__ACTIVITY__.
Once the line with "map's write lock." is found in the entries below, print it and each following line exactly, stopping after the line with "pub struct ConnectionId(u64);"; print nothing else.

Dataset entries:
┌──
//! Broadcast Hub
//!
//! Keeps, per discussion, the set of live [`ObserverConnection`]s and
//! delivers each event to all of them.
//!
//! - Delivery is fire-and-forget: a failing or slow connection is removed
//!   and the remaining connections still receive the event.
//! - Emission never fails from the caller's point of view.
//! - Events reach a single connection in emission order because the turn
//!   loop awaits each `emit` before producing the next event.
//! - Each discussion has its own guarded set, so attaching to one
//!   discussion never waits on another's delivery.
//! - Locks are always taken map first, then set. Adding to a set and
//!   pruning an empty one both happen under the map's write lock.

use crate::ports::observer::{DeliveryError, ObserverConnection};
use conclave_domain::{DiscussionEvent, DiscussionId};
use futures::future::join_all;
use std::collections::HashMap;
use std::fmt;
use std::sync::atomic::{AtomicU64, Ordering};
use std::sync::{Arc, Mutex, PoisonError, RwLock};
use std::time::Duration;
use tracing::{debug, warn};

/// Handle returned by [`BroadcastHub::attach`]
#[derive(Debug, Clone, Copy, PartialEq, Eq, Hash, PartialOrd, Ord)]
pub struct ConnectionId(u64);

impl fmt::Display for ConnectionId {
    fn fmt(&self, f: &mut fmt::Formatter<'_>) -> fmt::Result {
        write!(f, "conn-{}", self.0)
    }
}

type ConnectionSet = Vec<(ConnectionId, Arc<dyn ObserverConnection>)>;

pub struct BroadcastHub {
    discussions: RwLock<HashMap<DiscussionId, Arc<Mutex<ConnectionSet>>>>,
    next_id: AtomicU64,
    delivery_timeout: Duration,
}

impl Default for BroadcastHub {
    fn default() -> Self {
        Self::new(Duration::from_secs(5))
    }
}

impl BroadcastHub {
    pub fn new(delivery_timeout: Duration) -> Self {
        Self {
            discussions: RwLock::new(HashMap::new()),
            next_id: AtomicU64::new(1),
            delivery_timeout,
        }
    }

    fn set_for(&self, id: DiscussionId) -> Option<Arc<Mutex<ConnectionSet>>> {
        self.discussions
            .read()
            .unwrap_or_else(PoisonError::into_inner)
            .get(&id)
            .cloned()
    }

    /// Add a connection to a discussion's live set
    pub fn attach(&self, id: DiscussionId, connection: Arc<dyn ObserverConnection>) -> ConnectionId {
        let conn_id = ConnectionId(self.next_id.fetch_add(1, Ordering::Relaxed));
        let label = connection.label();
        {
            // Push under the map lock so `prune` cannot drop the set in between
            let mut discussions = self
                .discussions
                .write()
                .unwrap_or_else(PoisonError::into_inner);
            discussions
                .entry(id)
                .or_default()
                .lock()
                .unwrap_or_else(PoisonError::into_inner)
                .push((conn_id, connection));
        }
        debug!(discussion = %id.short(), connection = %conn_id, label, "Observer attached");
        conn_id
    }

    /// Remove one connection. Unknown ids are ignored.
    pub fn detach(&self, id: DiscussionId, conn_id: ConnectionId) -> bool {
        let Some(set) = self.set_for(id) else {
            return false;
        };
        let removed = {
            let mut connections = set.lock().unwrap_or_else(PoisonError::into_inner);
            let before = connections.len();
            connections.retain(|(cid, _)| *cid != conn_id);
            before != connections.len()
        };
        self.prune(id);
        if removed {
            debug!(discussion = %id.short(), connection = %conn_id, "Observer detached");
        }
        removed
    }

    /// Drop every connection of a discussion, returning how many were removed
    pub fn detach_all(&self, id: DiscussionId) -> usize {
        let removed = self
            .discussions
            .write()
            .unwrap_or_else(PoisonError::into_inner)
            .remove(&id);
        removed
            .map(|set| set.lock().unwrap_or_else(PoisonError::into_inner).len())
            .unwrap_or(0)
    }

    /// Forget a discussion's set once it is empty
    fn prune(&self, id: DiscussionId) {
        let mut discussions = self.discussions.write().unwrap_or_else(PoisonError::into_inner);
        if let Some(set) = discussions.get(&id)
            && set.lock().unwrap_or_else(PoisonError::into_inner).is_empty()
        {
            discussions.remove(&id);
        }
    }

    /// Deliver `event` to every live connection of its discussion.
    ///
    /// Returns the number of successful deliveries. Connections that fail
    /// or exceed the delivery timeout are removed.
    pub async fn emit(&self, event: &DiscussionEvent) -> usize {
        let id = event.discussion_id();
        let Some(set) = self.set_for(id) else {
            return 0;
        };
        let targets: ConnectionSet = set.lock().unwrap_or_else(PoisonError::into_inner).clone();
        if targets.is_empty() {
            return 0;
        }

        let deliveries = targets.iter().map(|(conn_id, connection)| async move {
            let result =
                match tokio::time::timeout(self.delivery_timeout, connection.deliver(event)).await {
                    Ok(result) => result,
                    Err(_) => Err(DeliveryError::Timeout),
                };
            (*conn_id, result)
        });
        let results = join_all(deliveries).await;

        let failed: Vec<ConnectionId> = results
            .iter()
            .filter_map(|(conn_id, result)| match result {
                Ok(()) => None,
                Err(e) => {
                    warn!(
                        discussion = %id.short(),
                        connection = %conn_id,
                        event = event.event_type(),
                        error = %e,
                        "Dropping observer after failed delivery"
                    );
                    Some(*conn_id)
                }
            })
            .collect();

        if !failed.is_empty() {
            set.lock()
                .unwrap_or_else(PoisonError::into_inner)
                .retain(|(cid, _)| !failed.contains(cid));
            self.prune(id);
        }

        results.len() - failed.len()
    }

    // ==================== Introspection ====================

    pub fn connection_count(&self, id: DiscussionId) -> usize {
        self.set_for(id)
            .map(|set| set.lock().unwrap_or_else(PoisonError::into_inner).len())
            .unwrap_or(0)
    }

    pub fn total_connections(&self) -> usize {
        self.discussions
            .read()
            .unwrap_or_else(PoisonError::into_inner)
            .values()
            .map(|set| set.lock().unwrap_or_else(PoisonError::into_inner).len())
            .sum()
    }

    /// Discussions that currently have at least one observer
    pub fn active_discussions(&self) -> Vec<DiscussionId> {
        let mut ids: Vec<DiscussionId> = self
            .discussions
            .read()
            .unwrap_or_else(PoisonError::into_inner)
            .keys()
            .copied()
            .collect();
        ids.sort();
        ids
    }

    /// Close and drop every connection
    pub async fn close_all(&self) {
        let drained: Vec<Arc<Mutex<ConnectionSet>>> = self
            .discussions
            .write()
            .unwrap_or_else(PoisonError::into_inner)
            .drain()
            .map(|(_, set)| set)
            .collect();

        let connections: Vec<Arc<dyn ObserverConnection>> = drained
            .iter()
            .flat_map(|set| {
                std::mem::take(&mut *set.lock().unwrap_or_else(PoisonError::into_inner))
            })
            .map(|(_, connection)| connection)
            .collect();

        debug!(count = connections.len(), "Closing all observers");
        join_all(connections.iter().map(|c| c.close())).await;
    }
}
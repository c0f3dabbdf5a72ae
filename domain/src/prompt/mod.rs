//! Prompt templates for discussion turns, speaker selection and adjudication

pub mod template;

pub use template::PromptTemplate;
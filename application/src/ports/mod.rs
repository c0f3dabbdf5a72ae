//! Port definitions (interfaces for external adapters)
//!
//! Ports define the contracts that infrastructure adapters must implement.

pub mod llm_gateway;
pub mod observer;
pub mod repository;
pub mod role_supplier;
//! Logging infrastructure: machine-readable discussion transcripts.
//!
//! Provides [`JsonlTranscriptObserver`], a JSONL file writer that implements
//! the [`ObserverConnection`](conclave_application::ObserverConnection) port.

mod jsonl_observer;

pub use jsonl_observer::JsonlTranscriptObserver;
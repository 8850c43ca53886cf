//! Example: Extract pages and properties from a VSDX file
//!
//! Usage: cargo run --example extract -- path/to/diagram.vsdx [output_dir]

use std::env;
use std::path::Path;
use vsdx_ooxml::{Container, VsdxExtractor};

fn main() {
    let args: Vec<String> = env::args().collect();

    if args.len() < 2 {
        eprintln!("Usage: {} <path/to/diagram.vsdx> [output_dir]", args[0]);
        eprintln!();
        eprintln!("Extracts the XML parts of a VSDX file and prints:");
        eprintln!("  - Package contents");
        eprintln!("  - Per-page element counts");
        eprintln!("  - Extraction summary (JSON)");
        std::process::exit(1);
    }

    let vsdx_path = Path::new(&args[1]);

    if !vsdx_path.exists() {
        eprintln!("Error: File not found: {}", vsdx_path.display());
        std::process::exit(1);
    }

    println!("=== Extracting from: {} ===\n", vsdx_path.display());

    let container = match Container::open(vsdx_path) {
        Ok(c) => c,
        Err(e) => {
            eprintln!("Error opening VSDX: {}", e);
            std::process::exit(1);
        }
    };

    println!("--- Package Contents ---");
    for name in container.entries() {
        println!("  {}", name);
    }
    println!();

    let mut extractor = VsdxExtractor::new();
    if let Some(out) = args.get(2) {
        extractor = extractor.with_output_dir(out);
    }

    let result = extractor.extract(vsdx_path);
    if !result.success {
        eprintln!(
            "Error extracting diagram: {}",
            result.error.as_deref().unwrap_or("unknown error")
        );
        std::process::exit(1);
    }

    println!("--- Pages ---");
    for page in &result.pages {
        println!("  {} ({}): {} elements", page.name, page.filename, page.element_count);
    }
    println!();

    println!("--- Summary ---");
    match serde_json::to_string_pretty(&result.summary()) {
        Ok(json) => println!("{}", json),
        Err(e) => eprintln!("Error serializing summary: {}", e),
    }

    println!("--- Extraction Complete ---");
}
└──
__TASK RESULT__.
//!   pruning an empty one both happen under the map's write lock.

use crate::ports::observer::{DeliveryError, ObserverConnection};
use conclave_domain::{DiscussionEvent, DiscussionId};
use futures::future::join_all;
use std::collections::HashMap;
use std::fmt;
use std::sync::atomic::{AtomicU64, Ordering};
use std::sync::{Arc, Mutex, PoisonError, RwLock};
use std::time::Duration;
use tracing::{debug, warn};

/// Handle returned by [`BroadcastHub::attach`]
#[derive(Debug, Clone, Copy, PartialEq, Eq, Hash, PartialOrd, Ord)]
pub struct ConnectionId(u64);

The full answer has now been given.